Belum Memenuhi Ambang Batas Skala Korban
Suharyanto menambahkan bahwa penetapan status bencana nasional juga mempertimbangkan skala korban. Menurutnya, situasi bencana di Sumatera saat ini belum mencapai ambang batas yang dipersyaratkan untuk penetapan status tersebut.
Data per 30 November menunjukkan bahwa jumlah korban jiwa di ketiga provinsi mencapai 442 orang, dengan 402 orang lainnya masih hilang. Sumatera Utara menjadi wilayah dengan korban terbanyak, yakni 217 orang tewas dan 209 hilang.
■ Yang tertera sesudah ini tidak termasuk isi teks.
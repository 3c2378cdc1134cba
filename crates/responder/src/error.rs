use thiserror::Error;

pub type Result<T> = std::result::Result<T, ResponderError>;

/// Failure of the reply channel.
#[derive(Error, Debug)]
pub enum ReplyError {
    /// The post being replied to was deleted first; the run continues.
    #[error("Reply target was deleted")]
    TargetDeleted,

    #[error("Reply failed: {0}")]
    Other(String),
}

#[derive(Error, Debug)]
pub enum ResponderError {
    #[error("Search error: {0}")]
    SearchError(#[from] planbot_search::SearchError),

    #[error("Text error: {0}")]
    TextError(#[from] planbot_text::TextError),

    /// Any reply failure other than a deleted target aborts the run.
    #[error("{0}")]
    Reply(#[from] ReplyError),

    #[error("Audit store error: {0}")]
    Audit(String),

    #[error("Message source error: {0}")]
    Source(String),

    #[error("IO error: {0}")]
    IoError(#[from] std::io::Error),

    #[error("Serialization error: {0}")]
    SerializationError(#[from] serde_json::Error),
}
use std::path::{Path, PathBuf};

use planbot_protocol::DocumentId;
use serde::{Deserialize, Serialize};

use crate::dictionary::Dictionary;
use crate::error::{Result, VectorStoreError};
use crate::index::{SimilarityIndex, SimilarityKind};
use crate::paths::{read_json, write_json_atomic, ModelPaths};
use crate::transform::Transform;

/// Family of trained transform stored under a model name.
#[derive(Debug, Clone, Copy, PartialEq, Eq, Hash, Serialize, Deserialize)]
#[serde(rename_all = "snake_case")]
pub enum ModelKind {
    Tfidf,
    Lsi,
}

impl ModelKind {
    #[must_use]
    pub const fn as_str(self) -> &'static str {
        match self {
            Self::Tfidf => "tfidf",
            Self::Lsi => "lsi",
        }
    }

    fn matches(self, transform: &Transform) -> bool {
        matches!(
            (self, transform),
            (Self::Tfidf, Transform::Tfidf { .. }) | (Self::Lsi, Transform::Lsi { .. })
        )
    }
}

/// Everything that identifies one loaded model; used as the cache key.
#[derive(Debug, Clone, PartialEq, Eq, Hash, Serialize, Deserialize)]
pub struct ModelSpec {
    pub name: String,
    pub kind: ModelKind,
    pub similarity: SimilarityKind,
    pub path: PathBuf,
}

impl ModelSpec {
    pub fn new(name: impl Into<String>, kind: ModelKind, path: impl Into<PathBuf>) -> Self {
        Self {
            name: name.into(),
            kind,
            similarity: SimilarityKind::Cosine,
            path: path.into(),
        }
    }

    /// The `lsa` model: LSI projection, cosine similarity.
    pub fn lsa(path: impl Into<PathBuf>) -> Self {
        Self::new("lsa", ModelKind::Lsi, path)
    }

    /// The `tfidf` model: tf-idf weighting, cosine similarity.
    pub fn tfidf(path: impl Into<PathBuf>) -> Self {
        Self::new("tfidf", ModelKind::Tfidf, path)
    }

    #[must_use]
    pub fn paths(&self) -> ModelPaths {
        ModelPaths::new(&self.path, &self.name)
    }
}

/// A loaded, validated model: the corpus id list with the dictionary,
/// transform and index trained for it. Immutable once built.
#[derive(Debug, Clone)]
pub struct SemanticModel {
    ids: Vec<DocumentId>,
    dictionary: Dictionary,
    transform: Transform,
    index: SimilarityIndex,
}

impl SemanticModel {
    pub fn new(
        ids: Vec<DocumentId>,
        dictionary: Dictionary,
        transform: Transform,
        index: SimilarityIndex,
    ) -> Result<Self> {
        let model = Self {
            ids,
            dictionary,
            transform,
            index,
        };
        model.validate()?;
        Ok(model)
    }

    /// Read all four artifacts; nothing is returned unless every one loads
    /// and they agree with each other and with `spec`.
    pub fn load(spec: &ModelSpec) -> Result<Self> {
        let paths = spec.paths();
        log::info!("Loading model '{}' from {}", spec.name, spec.path.display());

        let ids: Vec<DocumentId> = read_json(&paths.ids())?;
        let dictionary: Dictionary = read_json(&paths.dictionary())?;
        let transform: Transform = read_json(&paths.transform())?;
        let index: SimilarityIndex = read_json(&paths.index())?;

        if !spec.kind.matches(&transform) {
            return Err(VectorStoreError::InvalidArtifact(format!(
                "{}: expected a {} transform",
                paths.transform().display(),
                spec.kind.as_str()
            )));
        }
        if index.kind() != spec.similarity {
            return Err(VectorStoreError::InvalidArtifact(format!(
                "{}: similarity kind mismatch",
                paths.index().display()
            )));
        }

        let model = Self::new(ids, dictionary, transform, index)?;
        log::debug!(
            "Model '{}': {} entries, {} terms, {} features",
            spec.name,
            model.len(),
            model.dictionary.len(),
            model.index.num_features()
        );
        Ok(model)
    }

    /// Write the four artifacts under `dir` using `name` for the per-model files.
    pub fn save(&self, dir: impl AsRef<Path>, name: &str) -> Result<()> {
        let paths = ModelPaths::new(dir, name);
        write_json_atomic(&paths.ids(), &self.ids)?;
        write_json_atomic(&paths.dictionary(), &self.dictionary)?;
        write_json_atomic(&paths.transform(), &self.transform)?;
        write_json_atomic(&paths.index(), &self.index)?;
        Ok(())
    }

    pub fn validate(&self) -> Result<()> {
        if !self.dictionary.is_consistent() {
            return Err(VectorStoreError::InvalidArtifact(
                "dictionary ids and frequencies disagree".to_string(),
            ));
        }
        if self.index.len() != self.ids.len() {
            return Err(VectorStoreError::InvalidArtifact(format!(
                "index has {} rows but id list has {} entries",
                self.index.len(),
                self.ids.len()
            )));
        }
        if self.transform.input_dim() != self.dictionary.len() {
            return Err(VectorStoreError::InvalidArtifact(format!(
                "transform expects {} terms but dictionary has {}",
                self.transform.input_dim(),
                self.dictionary.len()
            )));
        }
        if self.transform.output_dim() != self.index.num_features() {
            return Err(VectorStoreError::InvalidArtifact(format!(
                "transform produces {} features but index stores {}",
                self.transform.output_dim(),
                self.index.num_features()
            )));
        }
        Ok(())
    }

    /// One similarity per corpus position, in id-list order.
    pub fn score(&self, tokens: &[String]) -> Result<Vec<f64>> {
        let bow = self.dictionary.doc2bow(tokens);
        let projected = self.transform.apply(&bow)?;
        self.index.similarities(&projected)
    }

    #[must_use]
    pub fn ids(&self) -> &[DocumentId] {
        &self.ids
    }

    #[must_use]
    pub fn dictionary(&self) -> &Dictionary {
        &self.dictionary
    }

    #[must_use]
    pub fn transform(&self) -> &Transform {
        &self.transform
    }

    #[must_use]
    pub fn len(&self) -> usize {
        self.ids.len()
    }

    #[must_use]
    pub fn is_empty(&self) -> bool {
        self.ids.is_empty()
    }
}

#[cfg(test)]
mod tests {
    use super::*;
    use tempfile::TempDir;

    fn tokens(words: &[&str]) -> Vec<String> {
        words.iter().map(|w| w.to_string()).collect()
    }

    fn tiny_model() -> SemanticModel {
        let docs = vec![tokens(&["tax", "wealth"]), tokens(&["climat", "chang"])];
        let dictionary = Dictionary::fit(&docs);
        let transform = Transform::tfidf(&dictionary);
        let vectors = docs
            .iter()
            .map(|d| transform.apply(&dictionary.doc2bow(d)).unwrap())
            .collect::<Vec<_>>();
        let index = SimilarityIndex::from_vectors(dictionary.len(), &vectors).unwrap();
        SemanticModel::new(vec!["1".into(), "2".into()], dictionary, transform, index).unwrap()
    }

    #[test]
    fn scores_follow_id_order() {
        let model = tiny_model();
        let sims = model.score(&tokens(&["climat", "unknown"])).unwrap();
        assert_eq!(sims.len(), 2);
        assert!((sims[1] - std::f64::consts::FRAC_1_SQRT_2).abs() < 1e-9);
        assert!(sims[0].abs() < 1e-9);
        assert_eq!(model.score(&tokens(&["unknown"])).unwrap(), vec![0.0, 0.0]);
    }

    #[test]
    fn save_then_load_keeps_scores() {
        let temp = TempDir::new().unwrap();
        let model = tiny_model();
        model.save(temp.path(), "tfidf").unwrap();

        let loaded = SemanticModel::load(&ModelSpec::tfidf(temp.path())).unwrap();
        let query = tokens(&["wealth"]);
        assert_eq!(loaded.ids(), model.ids());
        assert_eq!(loaded.score(&query).unwrap(), model.score(&query).unwrap());
    }

    #[test]
    fn load_rejects_kind_mismatch_and_missing_files() {
        let temp = TempDir::new().unwrap();
        tiny_model().save(temp.path(), "tfidf").unwrap();

        let wrong_kind = ModelSpec::new("tfidf", ModelKind::Lsi, temp.path());
        assert!(matches!(
            SemanticModel::load(&wrong_kind),
            Err(VectorStoreError::InvalidArtifact(_))
        ));
        assert!(matches!(
            SemanticModel::load(&ModelSpec::lsa(temp.path())),
            Err(VectorStoreError::MissingArtifact(_))
        ));
    }

    #[test]
    fn inconsistent_id_list_is_rejected() {
        let model = tiny_model();
        let result = SemanticModel::new(
            vec!["1".into()],
            model.dictionary.clone(),
            model.transform.clone(),
            model.index.clone(),
        );
        assert!(result.is_err());
    }

    #[test]
    fn corrupt_artifact_is_rejected() {
        let temp = TempDir::new().unwrap();
        tiny_model().save(temp.path(), "tfidf").unwrap();
        std::fs::write(temp.path().join("tfidf.index.json"), b"{not json").unwrap();
        assert!(matches!(
            SemanticModel::load(&ModelSpec::tfidf(temp.path())),
            Err(VectorStoreError::InvalidArtifact(_))
        ));
    }
}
Di Sumatera Barat, 129 orang dilaporkan meninggal dunia, sementara 118 lainnya masih dalam pencarian. Sementara itu, di Aceh, BNPB mencatat 96 korban tewas dan 75 orang hilang.
Kondisi di Tiga Wilayah Terdampak Tidak Begitu Mencekam
Berbeda dengan gambaran yang beredar di media sosial, Suharyanto mengklaim bahwa kondisi di lapangan sudah mulai pulih dan kondusif. Ia berpendapat bahwa informasi yang beredar di media sosial menciptakan kesan krisis dan bencana yang menegangkan.
Menurutnya, kesan mencekam tersebut muncul karena warga terisolasi dari jaringan komunikasi. “Memang kemarin kelihatannya mencekam karena berseliweran di media sosial,” ucap Suharyanto.
Suharyanto memastikan bahwa situasi di banyak wilayah sudah lebih terkendali setelah hujan berhenti. “Sekarang yang menjadi hal yang sangat serius tinggal Tapanuli Tengah,” ujarnya. Sementara wilayah lain, menurutnya, mulai membaik.
Meskipun demikian, desakan untuk menetapkan status darurat bencana nasional terus bergulir. Keputusan akhir kini berada di tangan pemerintah pusat, dengan mempertimbangkan berbagai faktor dan dampak yang ditimbulkan oleh bencana ini.
Pilihan Editor: Mengapa Banjir Besar Sumatera Belum Menjadi Darurat Nasional
Ervana Trikanaputri, Antara dan Sultan Abdurrahman berkontribusi dalam penulisan artikel ini.
Ringkasan
Desakan penetapan status darurat bencana nasional terus menguat menyusul banjir dan tanah longsor di Sumatera yang menyebabkan ratusan korban jiwa dan kerusakan infrastruktur. Anggota DPR menilai penetapan status ini penting untuk audit lingkungan, moratorium izin, dan penindakan terhadap perusak lingkungan. Kerusakan infrastruktur strategis lintas Sumatera memerlukan intervensi APBN untuk pemulihan.
Pemerintah belum menetapkan status bencana nasional karena menilai bencana masih setingkat daerah dan belum memenuhi ambang batas skala korban. Kepala BNPB menyebutkan hanya pandemi Covid-19 dan tsunami Aceh yang ditetapkan sebagai bencana nasional. Klaim BNPB, kondisi di lapangan sudah mulai pulih dan terkendali setelah hujan berhenti, berbeda dengan kesan mencekam yang beredar di media sosial.